== Data entries ==
********************
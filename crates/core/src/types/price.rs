//! Type-safe price representation using decimal arithmetic.
//!
//! Prices come from the backend as decimal numbers in the major unit
//! (rupees, dollars). The payment gateway wants integer minor units
//! (paise, cents), so conversion lives here next to the arithmetic.

use core::fmt;

use rust_decimal::prelude::ToPrimitive;
use rust_decimal::{Decimal, RoundingStrategy};
use serde::{Deserialize, Serialize};
use thiserror::Error;

/// Errors from price arithmetic and conversion.
#[derive(Debug, Error, Clone, PartialEq, Eq)]
pub enum PriceError {
    #[error("cannot combine {left:?} with {right:?}")]
    CurrencyMismatch {
        left: CurrencyCode,
        right: CurrencyCode,
    },
    #[error("amount {0} cannot be charged")]
    NotChargeable(Decimal),
    #[error("arithmetic overflow")]
    Overflow,
}

/// A price with currency information.
#[derive(Debug, Clone, Copy, PartialEq, Eq, Hash, Serialize, Deserialize)]
pub struct Price {
    /// Amount in the currency's standard unit (e.g., rupees, not paise).
    pub amount: Decimal,
    /// ISO 4217 currency code.
    pub currency_code: CurrencyCode,
}

impl Price {
    /// Create a new price.
    #[must_use]
    pub const fn new(amount: Decimal, currency_code: CurrencyCode) -> Self {
        Self {
            amount,
            currency_code,
        }
    }

    /// A zero amount in the given currency.
    #[must_use]
    pub const fn zero(currency_code: CurrencyCode) -> Self {
        Self::new(Decimal::ZERO, currency_code)
    }

    /// Build a price from integer minor units (paise, cents).
    #[must_use]
    pub fn from_minor_units(minor: i64, currency_code: CurrencyCode) -> Self {
        Self::new(Decimal::new(minor, 2), currency_code)
    }

    /// Add two prices of the same currency.
    ///
    /// # Errors
    ///
    /// Returns `PriceError::CurrencyMismatch` for different currencies and
    /// `PriceError::Overflow` if the sum does not fit.
    pub fn checked_add(self, other: Self) -> Result<Self, PriceError> {
        self.ensure_same_currency(other)?;
        let amount = self
            .amount
            .checked_add(other.amount)
            .ok_or(PriceError::Overflow)?;
        Ok(Self::new(amount, self.currency_code))
    }

    /// Subtract a price of the same currency, flooring at zero.
    ///
    /// # Errors
    ///
    /// Returns `PriceError::CurrencyMismatch` for different currencies.
    pub fn saturating_sub(self, other: Self) -> Result<Self, PriceError> {
        self.ensure_same_currency(other)?;
        let amount = (self.amount - other.amount).max(Decimal::ZERO);
        Ok(Self::new(amount, self.currency_code))
    }

    /// Multiply by a quantity.
    ///
    /// # Errors
    ///
    /// Returns `PriceError::Overflow` if the product does not fit.
    pub fn times(self, quantity: u32) -> Result<Self, PriceError> {
        let amount = self
            .amount
            .checked_mul(Decimal::from(quantity))
            .ok_or(PriceError::Overflow)?;
        Ok(Self::new(amount, self.currency_code))
    }

    /// Round to two decimal places, midpoint away from zero.
    #[must_use]
    pub fn round_to_cents(self) -> Self {
        Self::new(
            self.amount
                .round_dp_with_strategy(2, RoundingStrategy::MidpointAwayFromZero),
            self.currency_code,
        )
    }

    /// Convert to integer minor units for the payment gateway.
    ///
    /// # Errors
    ///
    /// Returns `PriceError::NotChargeable` for negative amounts and
    /// `PriceError::Overflow` if the value does not fit in an `i64`.
    pub fn to_minor_units(self) -> Result<i64, PriceError> {
        if self.amount.is_sign_negative() && !self.amount.is_zero() {
            return Err(PriceError::NotChargeable(self.amount));
        }
        self.round_to_cents()
            .amount
            .checked_mul(Decimal::ONE_HUNDRED)
            .and_then(|minor| minor.to_i64())
            .ok_or(PriceError::Overflow)
    }

    /// Whether the amount is zero.
    #[must_use]
    pub fn is_zero(&self) -> bool {
        self.amount.is_zero()
    }

    /// Format for display (e.g., "₹1499.00").
    #[must_use]
    pub fn display(&self) -> String {
        format!("{}{:.2}", self.currency_code.symbol(), self.amount)
    }

    /// # Errors
    ///
    /// Returns `PriceError::CurrencyMismatch` for different currencies.
    pub fn ensure_same_currency(self, other: Self) -> Result<(), PriceError> {
        if self.currency_code == other.currency_code {
            Ok(())
        } else {
            Err(PriceError::CurrencyMismatch {
                left: self.currency_code,
                right: other.currency_code,
            })
        }
    }
}

impl fmt::Display for Price {
    fn fmt(&self, f: &mut fmt::Formatter<'_>) -> fmt::Result {
        f.write_str(&self.display())
    }
}

/// ISO 4217 currency codes accepted by the payment gateway.
#[derive(Debug, Clone, Copy, PartialEq, Eq, Hash, Serialize, Deserialize, Default)]
pub enum CurrencyCode {
    #[default]
    INR,
    USD,
    EUR,
    GBP,
}

impl CurrencyCode {
    /// Display symbol.
    #[must_use]
    pub const fn symbol(&self) -> &'static str {
        match self {
            Self::INR => "₹",
            Self::USD => "$",
            Self::EUR => "€",
            Self::GBP => "£",
        }
    }

    /// ISO code string.
    #[must_use]
    pub const fn code(&self) -> &'static str {
        match self {
            Self::INR => "INR",
            Self::USD => "USD",
            Self::EUR => "EUR",
            Self::GBP => "GBP",
        }
    }
}

impl std::str::FromStr for CurrencyCode {
    type Err = String;

    fn from_str(s: &str) -> Result<Self, Self::Err> {
        match s.trim().to_ascii_uppercase().as_str() {
            "INR" => Ok(Self::INR),
            "USD" => Ok(Self::USD),
            "EUR" => Ok(Self::EUR),
            "GBP" => Ok(Self::GBP),
            other => Err(format!("unsupported currency: {other}")),
        }
    }
}

#[cfg(test)]
#[allow(clippy::unwrap_used)]
mod tests {
    use super::*;

    fn inr(s: &str) -> Price {
        Price::new(s.parse().unwrap(), CurrencyCode::INR)
    }

    #[test]
    fn test_minor_units() {
        assert_eq!(inr("1499").to_minor_units().unwrap(), 149_900);
        assert_eq!(inr("0.105").to_minor_units().unwrap(), 11);
        assert_eq!(inr("0").to_minor_units().unwrap(), 0);
        assert!(matches!(
            inr("-1").to_minor_units(),
            Err(PriceError::NotChargeable(_))
        ));
        assert_eq!(
            Price::from_minor_units(149_950, CurrencyCode::INR),
            inr("1499.50")
        );
    }

    #[test]
    fn test_round_midpoint_away_from_zero() {
        assert_eq!(inr("2.345").round_to_cents(), inr("2.35"));
        assert_eq!(inr("2.344").round_to_cents(), inr("2.34"));
    }

    #[test]
    fn test_add_rejects_mixed_currency() {
        let usd = Price::new(Decimal::ONE, CurrencyCode::USD);
        assert!(matches!(
            inr("1").checked_add(usd),
            Err(PriceError::CurrencyMismatch { .. })
        ));
        assert_eq!(inr("1.50").checked_add(inr("2.25")).unwrap(), inr("3.75"));
    }

    #[test]
    fn test_saturating_sub_floors_at_zero() {
        assert_eq!(inr("10").saturating_sub(inr("25")).unwrap(), inr("0"));
        assert_eq!(inr("10").saturating_sub(inr("2.5")).unwrap(), inr("7.5"));
    }

    #[test]
    fn test_times_and_display() {
        assert_eq!(inr("499.5").times(3).unwrap().display(), "₹1498.50");
        assert_eq!(Price::zero(CurrencyCode::USD).display(), "$0.00");
    }

    #[test]
    fn test_currency_from_str() {
        assert_eq!("inr".parse::<CurrencyCode>().unwrap(), CurrencyCode::INR);
        assert!("JPY".parse::<CurrencyCode>().is_err());
    }
}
********************
== How to complete this task ==
For this exercise, output the entries above exactly as written.

== Task result ==
filename crates/core/src/types/price.rs
//! Type-safe price representation using decimal arithmetic.
//!
//! Prices come from the backend as decimal numbers in the major unit
//! (rupees, dollars). The payment gateway wants integer minor units
//! (paise, cents), so conversion lives here next to the arithmetic.

use core::fmt;

use rust_decimal::prelude::ToPrimitive;
use rust_decimal::{Decimal, RoundingStrategy};
use serde::{Deserialize, Serialize};
use thiserror::Error;

/// Errors from price arithmetic and conversion.
#[derive(Debug, Error, Clone, PartialEq, Eq)]
pub enum PriceError {
    #[error("cannot combine {left:?} with {right:?}")]
    CurrencyMismatch {
        left: CurrencyCode,
        right: CurrencyCode,
    },
    #[error("amount {0} cannot be charged")]
    NotChargeable(Decimal),
    #[error("arithmetic overflow")]
    Overflow,
}

/// A price with currency information.
#[derive(Debug, Clone, Copy, PartialEq, Eq, Hash, Serialize, Deserialize)]
pub struct Price {
    /// Amount in the currency's standard unit (e.g., rupees, not paise).
    pub amount: Decimal,
    /// ISO 4217 currency code.
    pub currency_code: CurrencyCode,
}

impl Price {
    /// Create a new price.
    #[must_use]
    pub const fn new(amount: Decimal, currency_code: CurrencyCode) -> Self {
        Self {
            amount,
            currency_code,
        }
    }

    /// A zero amount in the given currency.
    #[must_use]
    pub const fn zero(currency_code: CurrencyCode) -> Self {
        Self::new(Decimal::ZERO, currency_code)
    }

    /// Build a price from integer minor units (paise, cents).
    #[must_use]
    pub fn from_minor_units(minor: i64, currency_code: CurrencyCode) -> Self {
        Self::new(Decimal::new(minor, 2), currency_code)
    }

    /// Add two prices of the same currency.
    ///
    /// # Errors
    ///
    /// Returns `PriceError::CurrencyMismatch` for different currencies and
    /// `PriceError::Overflow` if the sum does not fit.
    pub fn checked_add(self, other: Self) -> Result<Self, PriceError> {
        self.ensure_same_currency(other)?;
        let amount = self
            .amount
            .checked_add(other.amount)
            .ok_or(PriceError::Overflow)?;
        Ok(Self::new(amount, self.currency_code))
    }

    /// Subtract a price of the same currency, flooring at zero.
    ///
    /// # Errors
    ///
    /// Returns `PriceError::CurrencyMismatch` for different currencies.
    pub fn saturating_sub(self, other: Self) -> Result<Self, PriceError> {
        self.ensure_same_currency(other)?;
        let amount = (self.amount - other.amount).max(Decimal::ZERO);
        Ok(Self::new(amount, self.currency_code))
    }

    /// Multiply by a quantity.
    ///
    /// # Errors
    ///
    /// Returns `PriceError::Overflow` if the product does not fit.
    pub fn times(self, quantity: u32) -> Result<Self, PriceError> {
        let amount = self
            .amount
            .checked_mul(Decimal::from(quantity))
            .ok_or(PriceError::Overflow)?;
        Ok(Self::new(amount, self.currency_code))
    }

    /// Round to two decimal places, midpoint away from zero.
    #[must_use]
    pub fn round_to_cents(self) -> Self {
        Self::new(
            self.amount
                .round_dp_with_strategy(2, RoundingStrategy::MidpointAwayFromZero),
            self.currency_code,
        )
    }

    /// Convert to integer minor units for the payment gateway.
    ///
    /// # Errors
    ///
    /// Returns `PriceError::NotChargeable` for negative amounts and
    /// `PriceError::Overflow` if the value does not fit in an `i64`.
    pub fn to_minor_units(self) -> Result<i64, PriceError> {
        if self.amount.is_sign_negative() && !self.amount.is_zero() {
            return Err(PriceError::NotChargeable(self.amount));
        }
        self.round_to_cents()
            .amount
            .checked_mul(Decimal::ONE_HUNDRED)
            .and_then(|minor| minor.to_i64())
            .ok_or(PriceError::Overflow)
    }

    /// Whether the amount is zero.
    #[must_use]
    pub fn is_zero(&self) -> bool {
        self.amount.is_zero()
    }

    /// Format for display (e.g., "₹1499.00").
    #[must_use]
    pub fn display(&self) -> String {
        format!("{}{:.2}", self.currency_code.symbol(), self.amount)
    }

    /// # Errors
    ///
    /// Returns `PriceError::CurrencyMismatch` for different currencies.
    pub fn ensure_same_currency(self, other: Self) -> Result<(), PriceError> {
        if self.currency_code == other.currency_code {
            Ok(())
        } else {
            Err(PriceError::CurrencyMismatch {
                left: self.currency_code,
                right: other.currency_code,
            })
        }
    }
}

impl fmt::Display for Price {
    fn fmt(&self, f: &mut fmt::Formatter<'_>) -> fmt::Result {
        f.write_str(&self.display())
    }
}

/// ISO 4217 currency codes accepted by the payment gateway.
#[derive(Debug, Clone, Copy, PartialEq, Eq, Hash, Serialize, Deserialize, Default)]
pub enum CurrencyCode {
    #[default]
    INR,
    USD,
    EUR,
    GBP,
}

impl CurrencyCode {
    /// Display symbol.
    #[must_use]
    pub const fn symbol(&self) -> &'static str {
        match self {
            Self::INR => "₹",
            Self::USD => "$",
            Self::EUR => "€",
            Self::GBP => "£",
        }
    }

    /// ISO code string.
    #[must_use]
    pub const fn code(&self) -> &'static str {
        match self {
            Self::INR => "INR",
            Self::USD => "USD",
            Self::EUR => "EUR",
            Self::GBP => "GBP",
        }
    }
}

impl std::str::FromStr for CurrencyCode {
    type Err = String;

    fn from_str(s: &str) -> Result<Self, Self::Err> {
        match s.trim().to_ascii_uppercase().as_str() {
            "INR" => Ok(Self::INR),
            "USD" => Ok(Self::USD),
            "EUR" => Ok(Self::EUR),
            "GBP" => Ok(Self::GBP),
            other => Err(format!("unsupported currency: {other}")),
        }
    }
}

#[cfg(test)]
#[allow(clippy::unwrap_used)]
mod tests {
    use super::*;

    fn inr(s: &str) -> Price {
        Price::new(s.parse().unwrap(), CurrencyCode::INR)
    }

    #[test]
    fn test_minor_units() {
        assert_eq!(inr("1499").to_minor_units().unwrap(), 149_900);
        assert_eq!(inr("0.105").to_minor_units().unwrap(), 11);
        assert_eq!(inr("0").to_minor_units().unwrap(), 0);
        assert!(matches!(
            inr("-1").to_minor_units(),
            Err(PriceError::NotChargeable(_))
        ));
        assert_eq!(
            Price::from_minor_units(149_950, CurrencyCode::INR),
            inr("1499.50")
        );
    }

    #[test]
    fn test_round_midpoint_away_from_zero() {
        assert_eq!(inr("2.345").round_to_cents(), inr("2.35"));
        assert_eq!(inr("2.344").round_to_cents(), inr("2.34"));
    }

    #[test]
    fn test_add_rejects_mixed_currency() {
        let usd = Price::new(Decimal::ONE, CurrencyCode::USD);
        assert!(matches!(
            inr("1").checked_add(usd),
            Err(PriceError::CurrencyMismatch { .. })
        ));
        assert_eq!(inr("1.50").checked_add(inr("2.25")).unwrap(), inr("3.75"));
    }

    #[test]
    fn test_saturating_sub_floors_at_zero() {
        assert_eq!(inr("10").saturating_sub(inr("25")).unwrap(), inr("0"));
        assert_eq!(inr("10").saturating_sub(inr("2.5")).unwrap(), inr("7.5"));
    }

    #[test]
    fn test_times_and_display() {
        assert_eq!(inr("499.5").times(3).unwrap().display(), "₹1498.50");
        assert_eq!(Price::zero(CurrencyCode::USD).display(), "$0.00");
    }

    #[test]
    fn test_currency_from_str() {
        assert_eq!("inr".parse::<CurrencyCode>().unwrap(), CurrencyCode::INR);
        assert!("JPY".parse::<CurrencyCode>().is_err());
    }
}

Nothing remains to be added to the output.